Campaigns make final push as Rhode Islanders head to polls
Candidates across Rhode Island made last-ditch campaign efforts Tuesday night, hours before the polls open for the primary election.
In Providence, state Rep. Aaron Regunburg and volunteers took to the phones and the streets to reach voters. Regunburg said he believes people will support his grassroots efforts in the race for lieutenant governor.
"We're ready for a State House that works for everyone, and we're not going to accept one that's rigged for the few anymore," Regunburg told NBC 10 News.
In East Providence, incumbent Lt. Gov. Dan McKee went door-to-door with other state and local officials running for office.
"I believe the very best politics is bringing people together and that's what I've done to solve problems and that's what I've done for the last four years," McKee said. "That's what we're communicating with people right to the end.
At a Stop and Shop supermarket in Warwick, Republican Patricia Morgan handed out fliers to shoppers.
The House Minority Leader vows to cut government waste and fraud if elected governor.
"There's tons of it up there in the State House and in our budget," Morgan told NBC 10 News. "We really need to squeeze it out of government so that we can leave more money in the wallets of everyday Rhode Islanders. They make it, they deserve to keep it."
Former state Rep. Spencer Dickinson, seeking the Democratic nomination for governor, was outside Whole Foods Market in Providence promoting big construction projects like a new highway to Hartford.

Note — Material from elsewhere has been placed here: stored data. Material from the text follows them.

use crate::error::CoordinatorResult;
use crate::models::Diagnosis;
use crate::repository::{DiagnosisRepository, PatientRepository, RecommendationRepository};
use async_trait::async_trait;
use recommendation_service::{PatientProfile, RecommendationDraft};
use serde_json::json;
use sqlx::PgPool;
use uuid::Uuid;

/// Postgres diagnosis store
///
/// Documents are upserted by id as JSONB payloads; the relational columns
/// exist for indexing, the payload is the source of truth.
pub struct PostgresDiagnosisRepository {
    pool: PgPool,
}

impl PostgresDiagnosisRepository {
    pub fn new(pool: PgPool) -> Self {
        Self { pool }
    }
}

#[async_trait]
impl DiagnosisRepository for PostgresDiagnosisRepository {
    async fn upsert(&self, diagnosis: &Diagnosis) -> CoordinatorResult<()> {
        sqlx::query(
            r#"
            INSERT INTO diagnoses (id, patient_id, payload, created_at)
            VALUES ($1, $2, $3, $4)
            ON CONFLICT (id) DO UPDATE SET payload = EXCLUDED.payload
            "#,
        )
        .bind(diagnosis.id)
        .bind(diagnosis.patient_id)
        .bind(serde_json::to_value(diagnosis)?)
        .bind(diagnosis.created_at)
        .execute(&self.pool)
        .await?;
        Ok(())
    }

    async fn get(&self, id: Uuid) -> CoordinatorResult<Option<Diagnosis>> {
        let row: Option<(serde_json::Value,)> =
            sqlx::query_as("SELECT payload FROM diagnoses WHERE id = $1")
                .bind(id)
                .fetch_optional(&self.pool)
                .await?;
        match row {
            Some((payload,)) => Ok(Some(serde_json::from_value(payload)?)),
            None => Ok(None),
        }
    }
}

/// Postgres recommendation store
pub struct PostgresRecommendationRepository {
    pool: PgPool,
}

impl PostgresRecommendationRepository {
    pub fn new(pool: PgPool) -> Self {
        Self { pool }
    }
}

#[async_trait]
impl RecommendationRepository for PostgresRecommendationRepository {
    async fn upsert(&self, draft: &RecommendationDraft) -> CoordinatorResult<()> {
        sqlx::query(
            r#"
            INSERT INTO recommendations (id, diagnosis_id, patient_id, version, payload, updated_at)
            VALUES ($1, $2, $3, $4, $5, $6)
            ON CONFLICT (id) DO UPDATE
                SET version = EXCLUDED.version,
                    payload = EXCLUDED.payload,
                    updated_at = EXCLUDED.updated_at
            "#,
        )
        .bind(draft.id)
        .bind(draft.diagnosis_id)
        .bind(draft.patient_id)
        .bind(draft.version as i32)
        .bind(serde_json::to_value(draft)?)
        .bind(draft.updated_at)
        .execute(&self.pool)
        .await?;
        Ok(())
    }

    async fn get(&self, id: Uuid) -> CoordinatorResult<Option<RecommendationDraft>> {
        let row: Option<(serde_json::Value,)> =
            sqlx::query_as("SELECT payload FROM recommendations WHERE id = $1")
                .bind(id)
                .fetch_optional(&self.pool)
                .await?;
        match row {
            Some((payload,)) => Ok(Some(serde_json::from_value(payload)?)),
            None => Ok(None),
        }
    }

    async fn for_diagnosis(
        &self,
        diagnosis_id: Uuid,
    ) -> CoordinatorResult<Option<RecommendationDraft>> {
        let row: Option<(serde_json::Value,)> = sqlx::query_as(
            "SELECT payload FROM recommendations WHERE diagnosis_id = $1 ORDER BY updated_at DESC LIMIT 1",
        )
        .bind(diagnosis_id)
        .fetch_optional(&self.pool)
        .await?;
        match row {
            Some((payload,)) => Ok(Some(serde_json::from_value(payload)?)),
            None => Ok(None),
        }
    }

    async fn active_for_patient(
        &self,
        patient_id: Uuid,
    ) -> CoordinatorResult<Vec<RecommendationDraft>> {
        let rows: Vec<(serde_json::Value,)> = sqlx::query_as(
            "SELECT payload FROM recommendations WHERE patient_id = $1 ORDER BY id ASC",
        )
        .bind(patient_id)
        .fetch_all(&self.pool)
        .await?;
        rows.into_iter()
            .map(|(payload,)| serde_json::from_value(payload).map_err(Into::into))
            .collect()
    }

    async fn referencing_condition(&self, condition_id: &str) -> CoordinatorResult<Vec<Uuid>> {
        let rows: Vec<(Uuid,)> = sqlx::query_as(
            r#"
            SELECT id FROM recommendations
            WHERE payload->'source_matches' @> $1
            ORDER BY id ASC
            "#,
        )
        .bind(json!([{ "record_id": condition_id }]))
        .fetch_all(&self.pool)
        .await?;
        Ok(rows.into_iter().map(|(id,)| id).collect())
    }

    async fn containing_herb(&self, herb: &str) -> CoordinatorResult<Vec<Uuid>> {
        let rows: Vec<(Uuid,)> = sqlx::query_as(
            r#"
            SELECT id FROM recommendations
            WHERE payload->'entries' @> $1
            ORDER BY id ASC
            "#,
        )
        .bind(json!([{ "treatment": { "kind": "herb", "name": herb } }]))
        .fetch_all(&self.pool)
        .await?;
        Ok(rows.into_iter().map(|(id,)| id).collect())
    }
}

/// Postgres patient profile store
pub struct PostgresPatientRepository {
    pool: PgPool,
}

impl PostgresPatientRepository {
    pub fn new(pool: PgPool) -> Self {
        Self { pool }
    }
}

#[async_trait]
impl PatientRepository for PostgresPatientRepository {
    async fn profile(&self, patient_id: Uuid) -> CoordinatorResult<Option<PatientProfile>> {
        let row: Option<(serde_json::Value,)> =
            sqlx::query_as("SELECT payload FROM patient_profiles WHERE patient_id = $1")
                .bind(patient_id)
                .fetch_optional(&self.pool)
                .await?;
        match row {
            Some((payload,)) => Ok(Some(serde_json::from_value(payload)?)),
            None => Ok(None),
        }
    }

    async fn upsert_profile(&self, profile: &PatientProfile) -> CoordinatorResult<()> {
        sqlx::query(
            r#"
            INSERT INTO patient_profiles (patient_id, payload)
            VALUES ($1, $2)
            ON CONFLICT (patient_id) DO UPDATE SET payload = EXCLUDED.payload
            "#,
        )
        .bind(profile.patient_id)
        .bind(serde_json::to_value(profile)?)
        .execute(&self.pool)
        .await?;
        Ok(())
    }
}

"Under my administration, we're not giving handouts to big companies to come here," said Dickinson. "We're not buying jobs."

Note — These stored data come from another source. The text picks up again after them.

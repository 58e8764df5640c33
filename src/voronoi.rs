use hashbrown::HashSet;
use smallvec::SmallVec;

use crate::primitives::{Triangle, UndirectedEdge};
use crate::{CoordNum, Point2};

#[cfg(feature = "serde")]
use serde::{Deserialize, Serialize};

/// A finite edge of a Voronoi diagram.
///
/// Connects the circumcenters of two Delaunay triangles that share an edge.
/// Cells on the convex hull boundary are left open: no unbounded rays are
/// emitted for them.
#[derive(Debug, Clone, Copy, PartialEq)]
#[cfg_attr(
    feature = "serde",
    derive(Serialize, Deserialize),
    serde(crate = "serde")
)]
pub struct VoronoiEdge {
    /// One endpoint of the edge.
    pub from: Point2<f64>,
    /// The other endpoint of the edge.
    pub to: Point2<f64>,
}

/// Derives the Voronoi diagram dual to a Delaunay triangulation.
///
/// For every input point, the fan of triangles incident to it is collected;
/// each pair of fan members sharing a full edge contributes the segment
/// between their circumcenters. Every finite dual edge is emitted exactly
/// once, even though two generators border it.
///
/// The triangle set must already be stripped of super-triangle artifacts
/// (as [crate::triangulate] guarantees), otherwise cells at the hull
/// boundary are corrupted by spurious edges reaching toward the synthetic
/// corners.
pub fn voronoi_edges<S: CoordNum>(
    points: &[Point2<S>],
    triangles: &[Triangle<S>],
) -> Vec<VoronoiEdge> {
    let mut edges = Vec::new();
    let mut emitted: HashSet<UndirectedEdge<S>> = HashSet::new();

    for &generator in points {
        let fan: SmallVec<[usize; 8]> = triangles
            .iter()
            .enumerate()
            .filter(|(_, triangle)| triangle.has_vertex(generator))
            .map(|(index, _)| index)
            .collect();

        for (position, &first) in fan.iter().enumerate() {
            for &second in &fan[position + 1..] {
                let shared = match triangles[first].shared_edge(&triangles[second]) {
                    Some(shared) => shared,
                    None => continue,
                };
                // Degenerate triangles carry no circumcenter; skipping such a
                // pair must not mark the shared edge as emitted.
                let (a, b) = match (
                    triangles[first].circumcircle(),
                    triangles[second].circumcircle(),
                ) {
                    (Some(a), Some(b)) => (a, b),
                    _ => continue,
                };
                if !emitted.insert(shared) {
                    continue;
                }
                edges.push(VoronoiEdge {
                    from: a.center,
                    to: b.center,
                });
            }
        }
    }

    edges
}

At St. Elizabeth's Place Senior Apartments in Providence, Gov. Gina Raimondo said voters risk people losing jobs if they don't vote for her.
"When I started as governor, we had one of the highest unemployment rates in the country," Raimondo said. "We had no cranes, no building. Now people are working."
Former Secretary of State Matt Brown, a Democrat, said he'll take a different approach if elected governor.
"Let's make sure we have housing that people can afford," Brown said. "Let's have good infrastructure, let's have good governance and businesses are going to want to come here and grow here and stay here. Let's support our small businesses."
Cranston Mayor Allan Fung, seeking the Republican nomination for governor, touted growth and jobs in his city. Volunteers were also reaching out to voters by phone.
"For the past 10 years, we've been fixing our finances, doing the right things, growing our city and making it one of the best places to live in America," Fung said.
NBC 10 also caught up with former Alex & Ani CEO Giovanni Feroce, who believes his military and businesses experience makes him the right guy to lead the state.
"What I really want people to know, is I'm all about the future," said Feroce, a Republican candidate for governor. "I mean, if you're ready for leadership, a blockchain governor, then I'm your guy."